**What the task asks**
Return each line of the entries that holds the string "loading".

**Data extract**
# # # # #

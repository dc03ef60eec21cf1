use super::Cli;
use super::inputs::{Input, collect_inputs};
use clap::CommandFactory;
use colored::control;
use jsx_prop_lint::rules::style::jsx_sort_props::DOC;
use jsx_prop_lint::{
    ColorMode, Document, LintConfig, LintError, Linter, Reporter, TreeError, apply_fixes, linter,
    load_document, load_document_with_source,
};
use rayon::prelude::*;
use std::path::{Path, PathBuf};
use std::process::ExitCode;

/// Result of linting a single tree file
enum FileResult {
    LoadError {
        tree: PathBuf,
        error: TreeError,
    },
    LintErrors {
        source: PathBuf,
        errors: Vec<LintError>,
    },
}

fn load(input: &Input) -> Result<Document, TreeError> {
    match &input.source {
        Some(source) => load_document_with_source(&input.tree, source),
        None => load_document(&input.tree),
    }
}

/// Load one tree with its source and run the linter on it
fn lint_file(input: &Input, linter: &Linter) -> FileResult {
    let document = match load(input) {
        Ok(document) => document,
        Err(error) => {
            return FileResult::LoadError {
                tree: input.tree.clone(),
                error,
            };
        }
    };

    let source = document
        .path()
        .map(Path::to_path_buf)
        .unwrap_or_else(|| input.tree.clone());
    let errors = linter.lint(&document);
    log::debug!("{}: {} error(s)", source.display(), errors.len());

    FileResult::LintErrors { source, errors }
}

/// Apply fixes and return the errors left in the file, or `None` if it could not be written
fn fix_file(source: &Path, errors: &[LintError]) -> Option<Vec<LintError>> {
    match apply_fixes(source, errors) {
        Ok(outcome) => {
            if outcome.applied > 0 {
                eprintln!(
                    "Applied {} fix(es) to {}",
                    outcome.applied,
                    source.display()
                );
            }
            Some(outcome.remaining.into_iter().cloned().collect())
        }
        Err(e) => {
            eprintln!("Error applying fixes to {}: {}", source.display(), e);
            None
        }
    }
}

/// The config given with `--config`, else the nearest one, with `--first` applied
fn load_config(cli: &Cli) -> Result<LintConfig, ExitCode> {
    let mut config = match &cli.config {
        Some(path) => LintConfig::from_file(path).map_err(|e| {
            eprintln!("Error: {}", e);
            ExitCode::from(2)
        })?,
        None => {
            let search_dir = cli
                .inputs
                .first()
                .and_then(|p| if p.is_dir() { Some(p.as_path()) } else { p.parent() })
                .unwrap_or(Path::new("."));
            LintConfig::find_and_load(search_dir).unwrap_or_default()
        }
    };

    if let Some(first) = &cli.first {
        config.rules.entry(DOC.name.to_string()).or_default().first = Some(first.clone());
    }
    Ok(config)
}

pub fn run_lint(cli: Cli) -> ExitCode {
    if cli.inputs.is_empty() {
        let _ = Cli::command().print_help();
        eprintln!();
        return ExitCode::from(2);
    }

    let inputs = match collect_inputs(&cli.inputs, cli.source.as_deref()) {
        Ok(inputs) => inputs,
        Err(e) => {
            eprintln!("Error: {}", e);
            return ExitCode::from(2);
        }
    };

    let config = match load_config(&cli) {
        Ok(config) => config,
        Err(code) => return code,
    };

    // The command line wins over `[color] ui`
    match cli.color.map(ColorMode::from).unwrap_or(config.color_mode()) {
        ColorMode::Always => control::set_override(true),
        ColorMode::Never => control::set_override(false),
        ColorMode::Auto => {}
    }

    let reporter = Reporter::with_colors(cli.format, config.color.clone());
    let linter = linter::with_config(Some(&config));
    log::info!(
        "checking {} tree file(s) with {} rule(s)",
        inputs.len(),
        linter.rules().len()
    );

    // Fixing writes files, so it runs in order
    let results: Vec<FileResult> = if cli.fix {
        inputs.iter().map(|input| lint_file(input, &linter)).collect()
    } else {
        inputs
            .par_iter()
            .map(|input| lint_file(input, &linter))
            .collect()
    };

    let mut failed = false;
    let mut has_fatal_error = false;

    for result in results {
        let (source, errors) = match result {
            FileResult::LoadError { tree, error } => {
                eprintln!("Error loading {}: {}", tree.display(), error);
                has_fatal_error = true;
                continue;
            }
            FileResult::LintErrors { source, errors } => (source, errors),
        };

        let remaining = if cli.fix {
            match fix_file(&source, &errors) {
                Some(remaining) => remaining,
                None => {
                    has_fatal_error = true;
                    errors
                }
            }
        } else {
            errors
        };

        if !remaining.is_empty() {
            reporter.report(&remaining, &source);
        }
        failed |= remaining.iter().any(|e| cli.fail_on.fails(e.severity));
    }

    if has_fatal_error {
        ExitCode::from(2)
    } else if failed {
        ExitCode::from(1)
    } else {
        ExitCode::SUCCESS
    }
}
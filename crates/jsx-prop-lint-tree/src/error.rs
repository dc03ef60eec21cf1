//! Error types for loading a syntax tree.
//!
//! Trees come from an external parser, so everything here describes input
//! that cannot be trusted as-is: unreadable files, malformed JSON, and spans
//! that do not fit the source text.

use std::path::PathBuf;
use thiserror::Error;

/// An error that occurs while loading or validating a syntax tree.
#[derive(Debug, Error)]
pub enum TreeError {
    /// A tree or source file could not be read from disk.
    #[error("Failed to read file '{}': {source}", .path.display())]
    Io {
        path: PathBuf,
        #[source]
        source: std::io::Error,
    },

    /// The tree file is not valid JSON or does not match the expected shape.
    #[error("Invalid syntax tree: {0}")]
    Json(#[from] serde_json::Error),

    /// The tree file does not say which source file it describes.
    #[error("Syntax tree '{}' has no \"file\" entry", .path.display())]
    MissingSource { path: PathBuf },

    /// A span starts after it ends.
    #[error("Span {start}..{end} is inverted")]
    InvertedSpan { start: usize, end: usize },

    /// A span reaches past the end of the source text.
    #[error("Span {start}..{end} is out of bounds for source of {len} bytes")]
    OutOfBounds { start: usize, end: usize, len: usize },

    /// A span splits a multi-byte character.
    #[error("Span {start}..{end} does not fall on character boundaries")]
    NotCharBoundary { start: usize, end: usize },

    /// Attributes of one element are not in source order or overlap.
    #[error("Attribute at {start}..{end} of <{element}> overlaps or precedes the previous attribute")]
    UnorderedAttributes {
        element: String,
        start: usize,
        end: usize,
    },
}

# # # # #

**Task result**
                eprintln!("Error loading {}: {}", tree.display(), error);
//! Error types for loading a syntax tree.
/// An error that occurs while loading or validating a syntax tree.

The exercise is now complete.